Jerusalem’s outgoing mayor urges international community to consider his proposal to end the local operations of UNRWA.

Ben Ariel ,

Nir Barkat
Nir Barkat
Hillel Maeir/TPS

Jerusalem’s outgoing mayor Nir Barkat on Sunday urged the international community to consider his proposal to end the local operations of UNRWA, the UN agency for “Palestinian refugees”.

In an interview with The Associated Press, Barkat, who last week unveiled a plan to remove UNRWA from the Israeli capital, said there is “no such thing” as a refugee in the city.

Barkat told the news agency he was inspired to make his proposal after the US cut off $300 million in funding to the agency last month.

Barkat accused UNRWA schools of using textbooks that promote anti-Israel incitement, and said Israel can provide much better education and health care services to Palestinians who rely on the agency. The US funding cuts will only widen those gaps, he said.

“I look at all of my residents as residents. There’s no such thing as residents that live in the city of Jerusalem that are defined as refugees,” he explained to AP. “We will treat them like any other residents in the city and provide the best services we can.”

Barkat encouraged the UN and others to consider his proposal with “an open mind.”

He said that during his term he has made great strides toward improving education and other services in eastern Jerusalem, noting the UNRWA crisis is another “opportunity” to serve Palestinian Arabs.

The Jerusalem mayor accused the Palestinian Arabs and UNRWA of forcing “refugees” to suffer in poor conditions while turning them into “a negotiating chip in a future potential deal.”

Barkat’s plan would remove UNRWA from eastern Jerusalem and replace the services it provides with municipal services.

In his announcement of the plan last week, Barkat said it would “put an end to the lie of the 'Palestinian refugee problem' and the attempts at creating a false sovereignty within a sovereignty.”

Barkat said that under his plan all UNRWA schools in eastern Jerusalem will be closed by the end of the current school year.

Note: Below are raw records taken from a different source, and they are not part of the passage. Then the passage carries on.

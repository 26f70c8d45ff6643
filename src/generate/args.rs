//! Command-line arguments for `gounit gen`.

use crate::types::{GenerationRequest, GounitSettings};

/// Builds the argument list for a generation.
///
/// Order is fixed: `gen -i <file>`, then the configured flags verbatim, then
/// `-l <line>` for single-function requests.
///
/// ```
/// use gounit_ide::generate::args::build_args;
/// use gounit_ide::types::{GenerationRequest, GounitSettings};
///
/// let request = GenerationRequest::function("/a/b.go", 42, "Foo");
/// let args = build_args(&request, &GounitSettings::default());
/// assert_eq!(args, ["gen", "-i", "/a/b.go", "-l", "42"]);
/// ```
#[must_use]
pub fn build_args(request: &GenerationRequest, settings: &GounitSettings) -> Vec<String> {
    let mut args = vec![
        "gen".to_string(),
        "-i".to_string(),
        request.file_path.to_string_lossy().into_owned(),
    ];

    args.extend(settings.flags.iter().cloned());

    if let Some(line) = request.function_line {
        args.push("-l".to_string());
        args.push(line.to_string());
    }

    args
}

/// Renders a command line for logs and error messages.
#[must_use]
pub fn display_command(tool: &str, args: &[String]) -> String {
    std::iter::once(tool)
        .chain(args.iter().map(String::as_str))
        .collect::<Vec<_>>()
        .join(" ")
}
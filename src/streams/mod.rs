//! Stream authorization: which schema (by title) a destination stream is
//! allowed to carry, loaded from a hot-reloadable configuration document.

use regex::Regex;
use serde_yaml::Value as YamlValue;
use std::sync::RwLock;

use crate::events::EventGateError;

/// A stream-config key: either a literal stream name, or a `/regex/`-style
/// pattern. Keys are tried in document order, first match wins.
#[derive(Debug)]
enum StreamKey {
    Literal(String),
    Pattern(Regex),
}

impl StreamKey {
    fn parse(raw: &str) -> Result<Self, EventGateError> {
        if raw.len() >= 2 && raw.starts_with('/') && raw.ends_with('/') {
            let pattern = &raw[1..raw.len() - 1];
            Regex::new(pattern)
                .map(StreamKey::Pattern)
                .map_err(|e| EventGateError::InternalError(format!(
                    "invalid stream config regex {pattern:?}: {e}"
                )))
        } else {
            Ok(StreamKey::Literal(raw.to_string()))
        }
    }

    fn matches(&self, stream: &str) -> bool {
        match self {
            StreamKey::Literal(s) => s == stream,
            StreamKey::Pattern(re) => re.is_match(stream),
        }
    }
}

#[derive(Debug)]
pub struct StreamConfigEntry {
    pub schema_title: Option<String>,
}

/// An ordered, parsed stream-configuration document.
#[derive(Debug)]
pub struct StreamConfig {
    entries: Vec<(StreamKey, StreamConfigEntry)>,
}

impl StreamConfig {
    /// Parses a YAML or JSON stream-config document (JSON is valid YAML).
    /// `title_field` is the key within each stream's entry that names the
    /// schema title the stream may carry.
    pub fn parse(text: &str, title_field: &str) -> Result<Self, EventGateError> {
        let doc: YamlValue = serde_yaml::from_str(text).map_err(|e| {
            EventGateError::SchemaLoadFailure {
                schema_ref: "stream config".to_string(),
                message: format!("invalid YAML/JSON: {e}"),
            }
        })?;

        let mapping = doc.as_mapping().ok_or_else(|| EventGateError::SchemaLoadFailure {
            schema_ref: "stream config".to_string(),
            message: "stream config document must be a map".to_string(),
        })?;

        let mut entries = Vec::with_capacity(mapping.len());
        for (key, value) in mapping {
            let key_str = key.as_str().ok_or_else(|| EventGateError::SchemaLoadFailure {
                schema_ref: "stream config".to_string(),
                message: "stream config keys must be strings".to_string(),
            })?;
            let schema_title = value
                .as_mapping()
                .and_then(|m| m.get(&YamlValue::String(title_field.to_string())))
                .and_then(|v| v.as_str())
                .map(str::to_string);
            entries.push((StreamKey::parse(key_str)?, StreamConfigEntry { schema_title }));
        }

        Ok(Self { entries })
    }

    fn find(&self, stream: &str) -> Option<&StreamConfigEntry> {
        self.entries
            .iter()
            .find(|(key, _)| key.matches(stream))
            .map(|(_, entry)| entry)
    }
}

/// Authorizes a (schema title, destination stream) pair against the
/// currently-loaded [`StreamConfig`], replaced wholesale on reload.
pub struct StreamAuthorizer {
    config_uri: Option<String>,
    title_field: String,
    current: RwLock<Option<StreamConfig>>,
}

impl StreamAuthorizer {
    pub fn new(config_uri: Option<String>, title_field: String) -> Self {
        Self {
            config_uri,
            title_field,
            current: RwLock::new(None),
        }
    }

    /// (Re)loads the stream config from `config_uri`. A no-op, clearing any
    /// previously loaded config, when no `config_uri` is set — in that case
    /// every stream is implicitly authorized.
    pub async fn reload(&self) -> Result<(), EventGateError> {
        let Some(uri) = &self.config_uri else {
            *self.current.write().unwrap() = None;
            return Ok(());
        };
        let text = fetch_raw_text(uri).await?;
        let parsed = StreamConfig::parse(&text, &self.title_field)?;
        *self.current.write().unwrap() = Some(parsed);
        Ok(())
    }

    /// Checks whether `stream` is allowed to carry an event whose schema has
    /// title `schema_title`. Authorization is implicitly granted when no
    /// stream config is loaded at all.
    pub fn ensure_allowed(&self, schema_title: Option<&str>, stream: &str) -> Result<(), EventGateError> {
        let guard = self.current.read().unwrap();
        let Some(config) = guard.as_ref() else {
            return Ok(());
        };

        let entry = config
            .find(stream)
            .ok_or_else(|| EventGateError::UnauthorizedStream {
                stream: stream.to_string(),
            })?;

        match (schema_title, entry.schema_title.as_deref()) {
            (Some(title), Some(expected)) if title == expected => Ok(()),
            _ => Err(EventGateError::UnauthorizedStream {
                stream: stream.to_string(),
            }),
        }
    }
}

async fn fetch_raw_text(url: &str) -> Result<String, EventGateError> {
    if let Some(path) = url.strip_prefix("file://") {
        tokio::fs::read_to_string(path)
            .await
            .map_err(|e| EventGateError::SchemaLoadFailure {
                schema_ref: url.to_string(),
                message: format!("read error: {e}"),
            })
    } else {
        reqwest::get(url)
            .await
            .and_then(|r| r.error_for_status())
            .map_err(|e| EventGateError::SchemaLoadFailure {
                schema_ref: url.to_string(),
                message: format!("request error: {e}"),
            })?
            .text()
            .await
            .map_err(|e| EventGateError::SchemaLoadFailure {
                schema_ref: url.to_string(),
                message: format!("body read error: {e}"),
            })
    }
}

#[cfg(test)]
mod tests {
    use super::*;

    #[test]
    fn literal_key_matches_exactly() {
        let config = StreamConfig::parse(
            "my.stream:\n  schema_title: widget.create\n",
            "schema_title",
        )
        .unwrap();
        assert!(config.find("my.stream").is_some());
        assert!(config.find("other.stream").is_none());
    }

    #[test]
    fn regex_key_matches_pattern() {
        let config = StreamConfig::parse(
            "/^events\\..*$/:\n  schema_title: widget.create\n",
            "schema_title",
        )
        .unwrap();
        assert!(config.find("events.widgets").is_some());
        assert!(config.find("other").is_none());
    }

    #[test]
    fn first_matching_key_wins() {
        let config = StreamConfig::parse(
            "/^events\\..*$/:\n  schema_title: generic\nevents.widgets:\n  schema_title: specific\n",
            "schema_title",
        )
        .unwrap();
        let entry = config.find("events.widgets").unwrap();
        assert_eq!(entry.schema_title.as_deref(), Some("generic"));
    }

    #[tokio::test]
    async fn no_config_uri_authorizes_everything() {
        let authorizer = StreamAuthorizer::new(None, "schema_title".to_string());
        authorizer.reload().await.unwrap();
        assert!(authorizer.ensure_allowed(Some("anything"), "anything").is_ok());
    }

    #[tokio::test]
    async fn rejects_mismatched_title() {
        let dir = tempfile::tempdir().unwrap();
        let path = dir.path().join("streams.yaml");
        tokio::fs::write(&path, "my.stream:\n  schema_title: widget.create\n")
            .await
            .unwrap();

        let authorizer = StreamAuthorizer::new(
            Some(format!("file://{}", path.display())),
            "schema_title".to_string(),
        );
        authorizer.reload().await.unwrap();

        assert!(authorizer.ensure_allowed(Some("widget.create"), "my.stream").is_ok());
        assert!(authorizer.ensure_allowed(Some("wrong.title"), "my.stream").is_err());
        assert!(authorizer.ensure_allowed(Some("widget.create"), "unknown.stream").is_err());
    }
}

Health centers will likewise be shut down.

The municipality will also lobby Israeli political leaders and press them to exercise their "authority to remove UNRWA (headquarters) from Israel's sovereign territory" in Jerusalem.

On Friday, UNRWA expressed concern over Barkat’s plan, saying it was "determined to continue to carrying out" its services in eastern Jerusalem.

Created in 1949, UNRWA supplies aid to more than three million of the five million registered Palestinian refugees in Jordan, Lebanon, Syria and territories assigned to the Palestinian Authority.

However, it is also notorious for its anti-Israel activities. During the 2014 counterterrorism Operation Protective Edge, Hamas rockets were discovered inside a school building run by UNRWA.

Likewise, a booby-trapped UNRWA clinic was detonated, killing three IDF soldiers. Aside from the massive amounts of explosives hidden in the walls of the clinic, it was revealed that it stood on top of dozens of terror tunnels, showing how UNRWA is closely embedded with Hamas.

In a more recent incident, the director of UNRWA operations in Gaza expressed his support for the anti-Israel marches along the Israel-Gaza border and pledged that the organization’s medical centers will provide care for “Palestinian refugees” who might sustain injuries during them.

Since the US announced it would stop its funding to UNRWA, the agency has received pledges of $118 million from donor countries in a bid to help it overcome a crisis triggered by the US cut.